Optimize the MAX2309 PLL Divider Values in Dual-Mode Cellular Phones

Category: Telephone, cellular phone and intercom
Manufacture: Maxim Integrated Products
Datasheet: Download this application note

Maxim > App Notes > WIRELESS, RF, AND CABLE Keywords: PLL, AMPS, IF, TDMA, IS136, pll, analog amps, if, cellular, digital tdma, is-136
Optimize the MAX2309 PLL Divider Values in Dual-Mode Cellular Phones
Abstract: Describes method to set the PLL divider values in dual mode (analog AMPS and digital TDMA) cellular phones. IS-136 dual mode phone frequency plan is outlined, using a first IF of 119.64MHz, and an AMPS IF of 455kHz. Tradeoffs are needed between PLL phase detector frequency, loop bandwidth and spurious outputs. Brute force solution must switch loop filter components to control stability. A 50Hz error in AMPS mode allows PLL to use same filter components. Additional Information:
Wireless Product Line Page Quick View Data Sheet for the MAX2309 Applications Technical Support
The original cellular telephone system in the USA is based on analog frequency modulation (FM) technology and is called advanced mobile phone system (AMPS). Many telephones still attempt to support the old standard along side the modern digital systems. This is not a tremendous technical challenge when the baseband processor and RF (radio frequency) transceiver are designed for this support. Some modern baseband processors have opted to abandon AMPS support, forcing a telephone handset design engineer to "graft on" the needed circuitry for an analog implementation of AMPS. This application note presents a typical frequency plan for a cellular telephone handset that supports both time division multiple access (TDMA) IS-136 digital mode, and analog AMPS mode. A method is given to select phase lock loop (PLL) divider values to maintain fast response time in the 2nd local oscillator (LO). Using a temperature compensated crystal oscillator (TCXO) of 19.44MHz, a first IF (intermediate frequency) of 119.64MHz, and an AMPS IF of 455kHz, it is possible to operate the 2nd LO phase detector at ~40kHz for both digital and analog modes. A Mathcad worksheet is presented which is easily modified to support other 1st IFs and TCXOs. Figure 1 shows a partial block diagram for a typical cell phone which supports both IS-136 TDMA and AMPS operation. The front end is the MAX2338 and the required RF filtering. The 1st LO drives the RF mixer, and is controlled by the phase locked loop, referenced to the TCXO. The output of the MAX2338 is the IF of 119.64MHz, and is conveyed through a differential IF filter to the IF processing circuits. The digital IF is accomplished in the MAX2309 RXIF. This IC contains the quadrature demodulator which mixes the IF down to baseband I and Q outputs. The MAX2309 also contains the PLL and voltage controlled oscillator (VCO) needed to implement the 2nd LO for the radio. The PLL is programmed through a three-wire serial bus familiar to most engineers. The feedback and reference dividers are actually pairs of registers. This allows the divider values for digital mode operation and analog (FM-AMPS) operation to be loaded once at system initialization, then it is simple to select the correct pair of registers to change PLL modes.

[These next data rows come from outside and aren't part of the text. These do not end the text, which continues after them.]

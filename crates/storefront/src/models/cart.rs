//! Cart types.

use serde::Serialize;

use printloom_core::pricing::{self, OrderTotals};
use printloom_core::{
    CartId, CartItemId, CustomizationError, CustomizationSet, Price, ProductId, UserId,
};

use super::catalog::{CategoryRef, Product};

/// A user's cart. Exactly one exists per user once they touch the cart.
#[derive(Debug, Clone, Copy, PartialEq, Eq, Serialize)]
#[serde(rename_all = "camelCase")]
pub struct Cart {
    pub id: CartId,
    pub user_id: UserId,
}

/// A cart item joined with its product.
#[derive(Debug, Clone, PartialEq, Eq)]
pub struct CartLine {
    pub id: CartItemId,
    pub cart_id: CartId,
    pub quantity: u32,
    pub customizations: CustomizationSet,
    pub product: Product,
}

impl CartLine {
    /// Current unit price from the product's base price and area surcharges.
    ///
    /// # Errors
    ///
    /// Returns `CustomizationError` if the stored customizations no longer fit
    /// the product's areas.
    pub fn unit_price(&self) -> Result<Price, CustomizationError> {
        pricing::unit_price(
            self.product.base_price,
            &self.product.customizable_areas,
            &self.customizations,
        )
    }

    /// Price this line for display.
    ///
    /// # Errors
    ///
    /// See [`CartLine::unit_price`].
    pub fn view(&self) -> Result<CartItemView, CustomizationError> {
        let unit_price = self.unit_price()?;
        Ok(CartItemView {
            id: self.id,
            product_id: self.product.id,
            quantity: self.quantity,
            customizations: self.customizations.clone(),
            product: CartProduct {
                name: self.product.name.clone(),
                slug: self.product.slug.clone(),
                image: self.product.images.first().cloned(),
                category: self.product.category.clone(),
            },
            unit_price,
            line_total: pricing::line_total(unit_price, self.quantity),
        })
    }
}

/// A cart line together with the user who owns its cart.
#[derive(Debug, Clone)]
pub struct OwnedCartLine {
    pub owner: UserId,
    pub line: CartLine,
}

/// Product fields shown next to a cart item.
#[derive(Debug, Clone, PartialEq, Eq, Serialize)]
#[serde(rename_all = "camelCase")]
pub struct CartProduct {
    pub name: String,
    pub slug: String,
    pub image: Option<String>,
    pub category: CategoryRef,
}

/// A priced cart item.
#[derive(Debug, Clone, PartialEq, Eq, Serialize)]
#[serde(rename_all = "camelCase")]
pub struct CartItemView {
    pub id: CartItemId,
    pub product_id: ProductId,
    pub quantity: u32,
    pub customizations: CustomizationSet,
    pub product: CartProduct,
    pub unit_price: Price,
    pub line_total: Price,
}

/// The cart as shown to its owner.
#[derive(Debug, Clone, PartialEq, Eq, Serialize)]
#[serde(rename_all = "camelCase")]
pub struct CartView {
    pub id: CartId,
    pub items: Vec<CartItemView>,
    /// Sum of line totals.
    pub total: Price,
    /// Number of distinct lines.
    pub item_count: usize,
    /// Sum of quantities.
    pub total_quantity: u32,
}

impl CartView {
    #[must_use]
    pub fn new(id: CartId, items: Vec<CartItemView>) -> Self {
        let total = items.iter().map(|item| item.line_total).sum();
        let total_quantity = items.iter().map(|item| item.quantity).sum();
        Self {
            id,
            item_count: items.len(),
            items,
            total,
            total_quantity,
        }
    }
}

/// The cart plus the order totals checkout would charge.
#[derive(Debug, Clone, PartialEq, Eq, Serialize)]
pub struct CartSummary {
    pub cart: CartView,
    #[serde(flatten)]
    pub totals: OrderTotals,
}

/// Result of changing a cart item's quantity.
#[derive(Debug, Clone, PartialEq, Eq)]
pub enum ItemUpdate {
    /// The item now has the given quantity.
    Updated {
        id: CartItemId,
        quantity: u32,
        price: Price,
        total: Price,
    },
    /// Quantity zero removed the item.
    Removed { id: CartItemId },
}
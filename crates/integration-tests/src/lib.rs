//! Integration test helpers for the Printloom storefront.
//!
//! # Running Tests
//!
//! ```bash
//! pl-cli migrate && pl-cli seed
//! cargo run -p printloom-storefront &
//! cargo test -p printloom-integration-tests -- --ignored
//! ```
//!
//! Tests talk to the server over HTTP with a cookie-holding client, so each
//! registered shopper keeps their own session.

#![allow(clippy::missing_panics_doc, clippy::unwrap_used)]

use reqwest::header::{HeaderMap, HeaderValue};
use reqwest::{Client, StatusCode};
use rust_decimal::Decimal;
use serde_json::{Value, json};
use uuid::Uuid;

/// Password that satisfies every registration rule.
pub const PASSWORD: &str = "Sup3r-secret!";

/// Base URL for the storefront (configurable via environment).
#[must_use]
pub fn base_url() -> String {
    std::env::var("STOREFRONT_BASE_URL").unwrap_or_else(|_| "http://localhost:3000".to_string())
}

/// A client that keeps the session cookie between requests.
///
/// Each client claims its own forwarded address, so it gets its own rate
/// limit bucket.
#[must_use]
pub fn client() -> Client {
    let [a, b, c, ..] = *Uuid::new_v4().as_bytes();
    let mut headers = HeaderMap::new();
    headers.insert(
        "x-forwarded-for",
        HeaderValue::from_str(&format!("10.{a}.{b}.{c}")).unwrap(),
    );

    Client::builder()
        .cookie_store(true)
        .default_headers(headers)
        .build()
        .expect("Failed to create HTTP client")
}

/// A fresh, unique email address.
#[must_use]
pub fn unique_email() -> String {
    format!("shopper-{}@example.com", Uuid::new_v4().simple())
}

/// Register a new shopper and return a signed-in client plus its email.
pub async fn signed_in_shopper() -> (Client, String) {
    let client = client();
    let email = unique_email();
    let resp = client
        .post(format!("{}/api/auth/register", base_url()))
        .json(&json!({
            "name": "Test Shopper",
            "email": email,
            "password": PASSWORD,
            "confirmPassword": PASSWORD,
        }))
        .send()
        .await
        .expect("Failed to register");
    assert_eq!(resp.status(), StatusCode::CREATED);
    (client, email)
}

/// The seeded Padalustro T-Shirt.
pub async fn seeded_tee(client: &Client) -> Value {
    let resp = client
        .get(format!(
            "{}/api/categories/t-shirts/products/padalustro-t-shirt",
            base_url()
        ))
        .send()
        .await
        .expect("Failed to fetch product");
    assert_eq!(resp.status(), StatusCode::OK, "run `pl-cli seed` first");
    resp.json().await.unwrap()
}

/// The ID of the customizable area with the given type on a product.
#[must_use]
pub fn area_id(product: &Value, kind: &str) -> String {
    product["customizableAreas"]
        .as_array()
        .unwrap()
        .iter()
        .find(|area| area["type"] == kind)
        .and_then(|area| area["id"].as_str())
        .unwrap()
        .to_string()
}

/// Read a money field, which is serialized as a decimal string.
#[must_use]
pub fn money(value: &Value) -> Decimal {
    value.as_str().unwrap().parse().unwrap()
}

/// Shipping details that pass validation.
#[must_use]
pub fn shipping_info() -> Value {
    json!({
        "fullName": "Ada Lovelace",
        "email": "ada@example.com",
        "address": "12 Analytical Row",
        "city": "London",
        "state": "LDN",
        "zipCode": "N1 9GU",
        "country": "UK",
        "phone": "+44 20 7946 0000",
    })
}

Figure 1. A dual mode receiver for TDMA with analog AMPS support. In the system under question, the baseband processor does not have the proper support to allow the AMPS FM signal to be digitally demodulated. A small FM IF section is added, using common 455kHz IF filters which are lowcost and readily available. The needed LO to mix the 1st IF of 119.64MHz down to 455kHz is borrowed from the MAX2309. This is possible because when the phone is in AMPS mode, the I/Q outputs are not needed for digital processing.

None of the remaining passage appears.